I purchased a townhome whose community was under development, the HOA dues was something like $50/month (7 years ago, can’t remember exact amount). At the time I didn’t really know how much HOA dues *should* be, and $50 didn’t look like anything to be worried about. Well, buyer beware. It went from $50 to $248 in 4 years, because 1. the HOA didn’t cover what needed to be covered. and 2. the community went through litigation due to defective building (on which we prevailed).
Lesson learned: HOA dues may be set artificially low on new communities so as to not scare away buyers, but will later get inceased at the discretion of the homeowners board according to the actual bills that need to get paid.

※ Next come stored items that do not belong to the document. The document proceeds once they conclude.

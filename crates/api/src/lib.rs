//! HTTP API server with observability for the boutique retail system.
//!
//! Provides REST endpoints for point-of-sale, checkout, custom-order kanban,
//! and inventory management, with structured logging (tracing) and
//! Prometheus metrics.

pub mod config;
pub mod error;
pub mod routes;

use std::sync::Arc;

use axum::Router;
use axum::routing::{get, post, put};
use domain::{AppData, BoutiqueService, DomainError};
use metrics_exporter_prometheus::PrometheusHandle;
use snapshot_store::SnapshotStore;
use tower_http::cors::{Any, CorsLayer};
use tower_http::trace::TraceLayer;

pub use routes::AppState;

/// Creates the Axum application router with all routes and shared state.
pub fn create_app<S: SnapshotStore<AppData> + 'static>(
    state: Arc<AppState<S>>,
    metrics_handle: PrometheusHandle,
) -> Router {
    let metrics_router = Router::new()
        .route("/metrics", get(routes::metrics::get))
        .with_state(metrics_handle);

    Router::new()
        .route("/health", get(routes::health::check))
        .route("/snapshot", get(routes::shop::snapshot::<S>))
        .route("/reset", post(routes::admin::reset::<S>))
        .route("/pos/sales", post(routes::shop::complete_sale::<S>))
        .route("/checkout", post(routes::shop::checkout::<S>))
        .route("/custom-orders", post(routes::shop::submit_custom_order::<S>))
        .route(
            "/custom-orders/{id}/stage",
            post(routes::shop::move_stage::<S>),
        )
        .route("/items", put(routes::admin::upsert_item::<S>))
        .route("/items/import", post(routes::admin::import_items::<S>))
        .route("/reports/summary", get(routes::admin::reports::<S>))
        .with_state(state)
        .merge(metrics_router)
        .layer(
            CorsLayer::new()
                .allow_origin(Any)
                .allow_methods(Any)
                .allow_headers(Any),
        )
        .layer(TraceLayer::new_for_http())
}

/// Creates the application state backed by the given snapshot store.
pub async fn create_default_state<S: SnapshotStore<AppData> + 'static>(
    store: S,
) -> Result<Arc<AppState<S>>, DomainError> {
    let service = BoutiqueService::init(store).await?;
    Ok(Arc::new(AppState { service }))
}
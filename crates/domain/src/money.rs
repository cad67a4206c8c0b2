//! Exact money arithmetic.

use serde::{Deserialize, Deserializer, Serialize, Serializer};

/// Money amount held in paise (hundredths of a rupee) to keep invoice
/// arithmetic exact.
///
/// On the wire, amounts serialize as plain rupee numbers (`1500.5`) so the
/// persisted snapshot stays shape-compatible with the seed dataset.
#[derive(Debug, Clone, Copy, PartialEq, Eq, PartialOrd, Ord, Hash, Default)]
pub struct Money {
    paise: i64,
}

impl Money {
    /// Creates an amount from paise.
    pub fn from_paise(paise: i64) -> Self {
        Self { paise }
    }

    /// Creates an amount from whole rupees.
    pub fn from_rupees(rupees: i64) -> Self {
        Self {
            paise: rupees * 100,
        }
    }

    /// Returns zero money.
    pub fn zero() -> Self {
        Self { paise: 0 }
    }

    /// Returns the amount in paise.
    pub fn paise(&self) -> i64 {
        self.paise
    }

    /// Returns the whole-rupee portion.
    pub fn rupees(&self) -> i64 {
        self.paise / 100
    }

    /// Returns the amount as fractional rupees.
    pub fn as_rupees_f64(&self) -> f64 {
        self.paise as f64 / 100.0
    }

    /// Returns true if the amount is zero.
    pub fn is_zero(&self) -> bool {
        self.paise == 0
    }

    /// Multiplies by a quantity.
    pub fn multiply(&self, quantity: u32) -> Money {
        Money {
            paise: self.paise * quantity as i64,
        }
    }

    /// Returns the given percentage of this amount, truncated to a paisa.
    pub fn percent(&self, pct: i64) -> Money {
        Money {
            paise: self.paise * pct / 100,
        }
    }
}

impl std::fmt::Display for Money {
    fn fmt(&self, f: &mut std::fmt::Formatter<'_>) -> std::fmt::Result {
        let sign = if self.paise < 0 { "-" } else { "" };
        write!(
            f,
            "{}\u{20B9}{}.{:02}",
            sign,
            (self.paise / 100).abs(),
            (self.paise % 100).abs()
        )
    }
}

impl std::ops::Add for Money {
    type Output = Money;

    fn add(self, rhs: Self) -> Self::Output {
        Money {
            paise: self.paise + rhs.paise,
        }
    }
}

impl std::ops::Sub for Money {
    type Output = Money;

    fn sub(self, rhs: Self) -> Self::Output {
        Money {
            paise: self.paise - rhs.paise,
        }
    }
}

impl std::ops::AddAssign for Money {
    fn add_assign(&mut self, rhs: Self) {
        self.paise += rhs.paise;
    }
}

impl std::iter::Sum for Money {
    fn sum<I: Iterator<Item = Money>>(iter: I) -> Self {
        iter.fold(Money::zero(), |acc, m| acc + m)
    }
}

impl Serialize for Money {
    fn serialize<S: Serializer>(&self, serializer: S) -> Result<S::Ok, S::Error> {
        if self.paise % 100 == 0 {
            serializer.serialize_i64(self.paise / 100)
        } else {
            serializer.serialize_f64(self.as_rupees_f64())
        }
    }
}

impl<'de> Deserialize<'de> for Money {
    fn deserialize<D: Deserializer<'de>>(deserializer: D) -> Result<Self, D::Error> {
        let rupees = f64::deserialize(deserializer)?;
        Ok(Money {
            paise: (rupees * 100.0).round() as i64,
        })
    }
}

#[cfg(test)]
mod tests {
    use super::*;

    #[test]
    fn from_rupees_converts_to_paise() {
        let m = Money::from_rupees(1000);
        assert_eq!(m.paise(), 100_000);
        assert_eq!(m.rupees(), 1000);
    }

    #[test]
    fn arithmetic_is_exact() {
        let a = Money::from_rupees(3000);
        let tax = a.percent(18);
        assert_eq!(tax, Money::from_rupees(540));
        assert_eq!(a + tax, Money::from_rupees(3540));
        assert_eq!(a + tax - tax, a);
    }

    #[test]
    fn multiply_scales_by_quantity() {
        assert_eq!(Money::from_rupees(200).multiply(3), Money::from_rupees(600));
    }

    #[test]
    fn sum_folds_amounts() {
        let total: Money = [Money::from_rupees(1), Money::from_paise(50)]
            .into_iter()
            .sum();
        assert_eq!(total.paise(), 150);
    }

    #[test]
    fn display_formats_rupees() {
        assert_eq!(Money::from_paise(1234).to_string(), "\u{20B9}12.34");
        assert_eq!(Money::from_paise(-5).to_string(), "-\u{20B9}0.05");
    }

    #[test]
    fn serializes_as_rupee_numbers() {
        assert_eq!(serde_json::to_string(&Money::from_rupees(1500)).unwrap(), "1500");
        assert_eq!(serde_json::to_string(&Money::from_paise(1250)).unwrap(), "12.5");
    }

    #[test]
    fn deserializes_seed_style_amounts() {
        let m: Money = serde_json::from_str("1500").unwrap();
        assert_eq!(m, Money::from_rupees(1500));
        let m: Money = serde_json::from_str("12.5").unwrap();
        assert_eq!(m.paise(), 1250);
    }
}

They didn’t fully finish my lot either. I happened to be the only lot that had a slope that was landscapable, but wasn’t landscaped, and of course it wasn’t irrigated. So when I did the work myself (getting permission from a president who then resigned), the association raised hell. So while I underwent harrassment from the neighbors while I wheelbarrowed two yards of dirt around the building, carried heavy landscaping bricks through my unit, and constructed retaining walls to finally complete my project. Took a while to bury the hatchet with the neighbors, and some of them actually told me I did a great job. I compromised by not promising to manually irrigate the new area (but hopefully the future owner will discover the irrigation valve and quietly start watering it off of the community system.)
Living in condos is nice for some, but you sure lose a lot of self-autonomy in the process–I’ll never do that again. People who actually *like* living in places like this are not expecting renegade neighbors such as myself and prefer HOAs to tend to every detail of their house.